# Data
- - - - -

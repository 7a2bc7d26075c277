mod cli;
mod commands;

use cli::{Cli, Commands};
use commands::{count, filter, import, markers, options, summary};
use tracing_subscriber::EnvFilter;

pub fn run() -> anyhow::Result<()> {
    use clap::Parser;

    let cli = Cli::parse();
    init_tracing(cli.verbose);

    match &cli.command {
        Commands::Summary(args) => summary::run(&cli, args),
        Commands::Options(args) => options::run(&cli, args),
        Commands::Count(args) => count::run(&cli, args),
        Commands::Filter(args) => filter::run(&cli, args),
        Commands::Markers(args) => markers::run(&cli, args),
        Commands::Import(args) => import::run(&cli, args),
    }
}

/// Log to stderr; RUST_LOG overrides the level picked by -v.
fn init_tracing(verbose: u8) {
    let level = match verbose {
        0 => "warn",
        1 => "info",
        _ => "debug",
    };
    let filter = EnvFilter::try_from_default_env().unwrap_or_else(|_| EnvFilter::new(level));
    tracing_subscriber::fmt()
        .with_env_filter(filter)
        .with_writer(std::io::stderr)
        .init();
}

fn main() -> anyhow::Result<()> { run() }
use std::{fs::File, io::BufReader, path::Path};

use anyhow::{Context, Result, ensure};
use serde::{Deserialize, Serialize};

use crate::aggregate::{DEFAULT_TOP_N, DEFAULT_YEAR_FLOOR};

/// Initial map viewport.
#[derive(Debug, Clone, Copy, PartialEq, Serialize, Deserialize)]
#[serde(default, rename_all = "camelCase")]
pub struct MapView {
    pub center_lat: f64,
    pub center_lng: f64,
    pub zoom: u8,
}

impl Default for MapView {
    // Centre of Texas
    fn default() -> Self { Self { center_lat: 31.5, center_lng: -99.5, zoom: 6 } }
}

/// Presentation knobs for a dashboard; every field has a default.
#[derive(Debug, Clone, PartialEq, Serialize, Deserialize)]
#[serde(default, rename_all = "camelCase")]
pub struct DashboardConfig {
    /// Bars kept by collapsed side panels.
    pub top_n: usize,
    /// Years at or before this are left out of the year series.
    pub year_floor: i32,
    /// Markers handed to the map per rendering batch.
    pub marker_chunk_size: usize,
    pub map: MapView,
}

impl Default for DashboardConfig {
    fn default() -> Self {
        Self {
            top_n: DEFAULT_TOP_N,
            year_floor: DEFAULT_YEAR_FLOOR,
            marker_chunk_size: 100,
            map: MapView::default(),
        }
    }
}

impl DashboardConfig {
    /// Parse a config from JSON text, filling missing fields with defaults.
    pub fn from_json_str(json: &str) -> Result<Self> {
        let config: Self = serde_json::from_str(json).context("[config] Failed to parse dashboard config")?;
        config.validate()?;
        Ok(config)
    }

    /// Read a config from a JSON file at `path`.
    pub fn read_json(path: &Path) -> Result<Self> {
        let file = File::open(path)
            .with_context(|| format!("[config] Failed to open config file: {}", path.display()))?;
        let config: Self = serde_json::from_reader(BufReader::new(file))
            .with_context(|| format!("[config] Failed to parse config from {}", path.display()))?;
        config.validate()?;
        Ok(config)
    }

    fn validate(&self) -> Result<()> {
        ensure!(self.top_n > 0, "[config] topN must be at least 1");
        ensure!(self.marker_chunk_size > 0, "[config] markerChunkSize must be at least 1");
        Ok(())
    }
}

- - - - -

Copy task. Give back the whole listing exactly as written.

# Exercise response
repository 7a2bc7d26075c277
mod cli;
mod commands;

use cli::{Cli, Commands};
use commands::{count, filter, import, markers, options, summary};
use tracing_subscriber::EnvFilter;

pub fn run() -> anyhow::Result<()> {
    use clap::Parser;

    let cli = Cli::parse();
    init_tracing(cli.verbose);

    match &cli.command {
        Commands::Summary(args) => summary::run(&cli, args),
        Commands::Options(args) => options::run(&cli, args),
        Commands::Count(args) => count::run(&cli, args),
        Commands::Filter(args) => filter::run(&cli, args),
        Commands::Markers(args) => markers::run(&cli, args),
        Commands::Import(args) => import::run(&cli, args),
    }
}

/// Log to stderr; RUST_LOG overrides the level picked by -v.
fn init_tracing(verbose: u8) {
    let level = match verbose {
        0 => "warn",
        1 => "info",
        _ => "debug",
    };
    let filter = EnvFilter::try_from_default_env().unwrap_or_else(|_| EnvFilter::new(level));
    tracing_subscriber::fmt()
        .with_env_filter(filter)
        .with_writer(std::io::stderr)
        .init();
}

fn main() -> anyhow::Result<()> { run() }
use std::{fs::File, io::BufReader, path::Path};

use anyhow::{Context, Result, ensure};
use serde::{Deserialize, Serialize};

use crate::aggregate::{DEFAULT_TOP_N, DEFAULT_YEAR_FLOOR};

/// Initial map viewport.
#[derive(Debug, Clone, Copy, PartialEq, Serialize, Deserialize)]
#[serde(default, rename_all = "camelCase")]
pub struct MapView {
    pub center_lat: f64,
    pub center_lng: f64,
    pub zoom: u8,
}

impl Default for MapView {
    // Centre of Texas
    fn default() -> Self { Self { center_lat: 31.5, center_lng: -99.5, zoom: 6 } }
}

/// Presentation knobs for a dashboard; every field has a default.
#[derive(Debug, Clone, PartialEq, Serialize, Deserialize)]
#[serde(default, rename_all = "camelCase")]
pub struct DashboardConfig {
    /// Bars kept by collapsed side panels.
    pub top_n: usize,
    /// Years at or before this are left out of the year series.
    pub year_floor: i32,
    /// Markers handed to the map per rendering batch.
    pub marker_chunk_size: usize,
    pub map: MapView,
}

impl Default for DashboardConfig {
    fn default() -> Self {
        Self {
            top_n: DEFAULT_TOP_N,
            year_floor: DEFAULT_YEAR_FLOOR,
            marker_chunk_size: 100,
            map: MapView::default(),
        }
    }
}

impl DashboardConfig {
    /// Parse a config from JSON text, filling missing fields with defaults.
    pub fn from_json_str(json: &str) -> Result<Self> {
        let config: Self = serde_json::from_str(json).context("[config] Failed to parse dashboard config")?;
        config.validate()?;
        Ok(config)
    }

    /// Read a config from a JSON file at `path`.
    pub fn read_json(path: &Path) -> Result<Self> {
        let file = File::open(path)
            .with_context(|| format!("[config] Failed to open config file: {}", path.display()))?;
        let config: Self = serde_json::from_reader(BufReader::new(file))
            .with_context(|| format!("[config] Failed to parse config from {}", path.display()))?;
        config.validate()?;
        Ok(config)
    }

    fn validate(&self) -> Result<()> {
        ensure!(self.top_n > 0, "[config] topN must be at least 1");
        ensure!(self.marker_chunk_size > 0, "[config] markerChunkSize must be at least 1");
        Ok(())
    }
}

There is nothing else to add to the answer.